La loi introduit également la notion de rétroactivité pour les arrêts dus à des maladies non professionnelles. Si le salarié a quitté l’entreprise, il dispose de trois ans (la prescription triennale classique) pour porter réclamation après la rupture de son contrat de travail. S’il est encore en poste, au 24 avril 2024, il doit agir dans les deux ans, soit jusqu’au 23 avril 2026. Les salariés peuvent réclamer leurs droits en remontant jusqu’au 1er décembre 2009, date de l’entrée en vigueur du traité de Lisbonne introduisant le minimum de 4 semaines de congés payés.

Attention aux effets d’annonce de cette loi et à la complexité de sa mise en œuvre

Le nombre de personnes à qui peut s’appliquer la rétroactivité semble assez restreint. En effet, elle ne concerne tout d’abord que les effectifs du privé, et beaucoup de conventions collectives ou d’accords d’entreprise étaient déjà plus favorables que la loi française initiale. Ces mêmes conventions et accords plus avantageux resteront applicables même après la mise en œuvre de la nouvelle loi.

Par ailleurs, les syndicats se sont engouffrés dans cette thématique pour valoriser leurs services d’aide aux salariés pour faire valoir leurs droits, mais attention, le sujet est bien cadré : si le salarié ne prend pas ses congés dans le délai de report de 15 mois, les congés acquis sont définitivement perdus. Ils ne peuvent être payés, à l’exception des salariés pour lesquels le contrat de travail est rompu.

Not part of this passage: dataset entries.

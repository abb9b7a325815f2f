use serde::Serialize;
use serde_json::Value;
use std::fmt;

/// The metric families understood by the flattener, in emission order.
#[derive(Debug, Clone, Copy, PartialEq, Eq, Hash)]
pub enum MetricFamily {
    ErrorResponseTypes,
    OriginResponseTime,
    PopLatency,
}

impl MetricFamily {
    pub const ALL: [MetricFamily; 3] = [
        MetricFamily::ErrorResponseTypes,
        MetricFamily::OriginResponseTime,
        MetricFamily::PopLatency,
    ];

    /// Key of the family inside a site's `statistics` object.
    pub fn as_str(self) -> &'static str {
        match self {
            MetricFamily::ErrorResponseTypes => "errorResponseTypes",
            MetricFamily::OriginResponseTime => "originResponseTime",
            MetricFamily::PopLatency => "popLatency",
        }
    }
}

impl fmt::Display for MetricFamily {
    fn fmt(&self, f: &mut fmt::Formatter<'_>) -> fmt::Result {
        f.write_str(self.as_str())
    }
}

/// One metric observation, flat and ready for the collector.
///
/// Serializes as a single-level JSON object: the common keys followed by
/// `metricName` and the family-specific keys. Every value is carried exactly
/// as the upstream API sent it.
#[derive(Debug, Clone, PartialEq, Serialize)]
#[serde(rename_all = "camelCase")]
pub struct FlatRecord {
    pub timestamp: Value,
    pub account_id: Value,
    pub site_id: Value,
    pub site_name: Value,
    #[serde(flatten)]
    pub detail: MetricDetail,
}

#[derive(Debug, Clone, PartialEq, Serialize)]
#[serde(tag = "metricName")]
pub enum MetricDetail {
    #[serde(rename = "errorResponseTypes", rename_all = "camelCase")]
    ErrorResponseType { error_type: String, value: Value },
    #[serde(rename = "originResponseTime", rename_all = "camelCase")]
    OriginResponseTime {
        value: Value,
        server: Value,
        data_center_name: Value,
    },
    #[serde(rename = "popLatency")]
    PopLatency { value: Value, region: Value, pop: Value },
}

impl MetricDetail {
    pub fn family(&self) -> MetricFamily {
        match self {
            MetricDetail::ErrorResponseType { .. } => MetricFamily::ErrorResponseTypes,
            MetricDetail::OriginResponseTime { .. } => MetricFamily::OriginResponseTime,
            MetricDetail::PopLatency { .. } => MetricFamily::PopLatency,
        }
    }
}

impl FlatRecord {
    pub fn metric_family(&self) -> MetricFamily {
        self.detail.family()
    }
}
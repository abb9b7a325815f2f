use chrono::{DateTime, Timelike, Utc};
use std::time::Duration;

/// Source of wall-clock time, injectable for tests.
pub trait Clock: Send + Sync + 'static {
    fn now(&self) -> DateTime<Utc>;
}

#[derive(Debug, Clone, Copy, Default)]
pub struct SystemClock;

impl Clock for SystemClock {
    fn now(&self) -> DateTime<Utc> {
        Utc::now()
    }
}

/// Fires on every UTC minute boundary (`hh:mm:00.000`).
///
/// The wait is always computed from the current time, so drift from a late
/// wake-up never accumulates. At exactly `:00.000` the next boundary is a
/// full minute away.
#[derive(Debug, Clone, Copy, Default)]
pub struct MinuteCadence;

impl MinuteCadence {
    const PERIOD: Duration = Duration::from_secs(60);

    pub fn duration_until_next_tick(&self, now: DateTime<Utc>) -> Duration {
        let elapsed = Duration::from_secs(u64::from(now.second()))
            // chrono reports leap seconds as nanosecond >= 1e9
            + Duration::from_nanos(u64::from(now.nanosecond().min(999_999_999)));
        Self::PERIOD.saturating_sub(elapsed)
    }

    pub fn next_tick_from(&self, now: DateTime<Utc>) -> DateTime<Utc> {
        let wait = self.duration_until_next_tick(now);
        now + chrono::Duration::from_std(wait).unwrap_or_else(|_| chrono::Duration::zero())
    }
}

Côté employeur, la mise en œuvre est compliquée : le calcul de la rétroactivité reste complexe. L’employeur avait un mois pour signifier leurs droits aux salariés impactés : une notification sur le nombre de jours de congés acquis pour les salariés encore en poste, et l’envoi d’un solde (payé cette fois-ci) pour les salariés partis depuis. Si l’employeur ne s’est pas acquitté de cette obligation, le salarié est en droit d’intenter une action.

Côté éditeur, la tâche est également rude. Si pour les autres réformes, le gouvernement s’appuyait beaucoup sur les échanges avec l’association SDDS (Simplification et Dématérialisation des Données Sociétés), dont beaucoup d’éditeurs sont membres, l’État ne les a cette fois-ci pas consultés. Nous avons découvert les éléments de cette réforme en même temps que le grand public lorsqu’un amendement sur le sujet est passé. Or, l’évolution des programmes de paie est complexe car on n’imagine pas les conséquences dans les programmes informatiques : le calcul des congés payés pendant les arrêts-maladies, c’est comme des poupées russes ! Quand on touche à l’acquisition des congés payés, le calcul de la valorisation de l’indemnité CP est impacté, et l’analyse des cas exceptionnels doit être prévue (entrée ou sortie en cours de mois, congés payés supplémentaires…).